The first is a movie soundtrack from Just Jaeckin's 1980 French film 'Girls'. The project was ostensibly composed by Eric with 10cc keys man Duncan Mackay and aided by musicians Paul Burgess, Rick Fenn, Simon Phillips et al. We can't be too critical of it as an album, as much of it was intended as 'incidental' music, but much of it is pretty faceless, very much with a cod-Funk, electro-Disco late '70s feel. Sean singles out Duncan and Eric for some virtuoso playing, but there's little in these semi-instrumentals to get our pulses racing in the songwriting department. All of us agree that there are three stand-out tracks here: the much more coherent songs 'Warm Warm Warm', Girls' and 'Make the Pieces Fit'. Liam especially admires the latter, which was originally slated for 10cc's 'Look Hear' album. It's certainly a lovely, warm vocal and melody from Eric. Paul prefers the title track, and Sean raves about its textures and production; if only 'Look Hear' sounded a little bit more like this!

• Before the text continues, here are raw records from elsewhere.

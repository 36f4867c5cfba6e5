//! Liveness value object returned by the health endpoint.

use chrono::{DateTime, SecondsFormat, Utc};
use serde::{Deserialize, Serialize};
use utoipa::ToSchema;

/// Health status, computed fresh per request and never persisted.
#[derive(Debug, Clone, PartialEq, Eq, Serialize, Deserialize, ToSchema)]
pub struct Health {
    /// Always `true` when the server answers.
    pub ok: bool,
    /// Server time as ISO-8601 UTC with millisecond precision.
    #[schema(example = "2024-01-01T00:00:00.000Z")]
    pub time: String,
}

impl Health {
    /// Builds the health value for the given instant.
    #[must_use]
    pub fn at(now: DateTime<Utc>) -> Self {
        Self {
            ok: true,
            time: now.to_rfc3339_opts(SecondsFormat::Millis, true),
        }
    }

    /// Builds the health value for the current instant.
    #[must_use]
    pub fn now() -> Self {
        Self::at(Utc::now())
    }
}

'Frooty Rooties', Eric's first proper solo album by his own reckoning, has more to offer. It's a fairly eclectic mix of musical styles that have excited Eric since his youth, and he's clearly enjoying himself, singing and playing superbly. We hear him pay tribute to the Blues, RnB, Boogie Woogie, Rockabilly, Psychedelia and Rock - many of which appear in one track, his musical compendium 'Guitaaaaaarghs' (arbitrary number of As!). But these are not the tracks that catch our ears. Much better in our mutual opinion are three tracks: the afore-mentioned 'Make the Pieces Fit' which glides out of the opening track 'The Ritual'. Here Eric gives epic treatment to rather mundane subject matter - going out on the pull - but achieves some nice musical sections and great production tricks in the process. He's busier and more creative at the knobs here than at any point after 1982.

But three out of the four us agree that, by far, the highlight of this record is the unassuming and gentle little song 'Doris the Florist'. Sean has a tinkle on his little classical guitar to throw some light on the beautifully Gouldman-esque chords, and we love the tenderness and subtlety of Eric's lyrics and treatment. A real gem.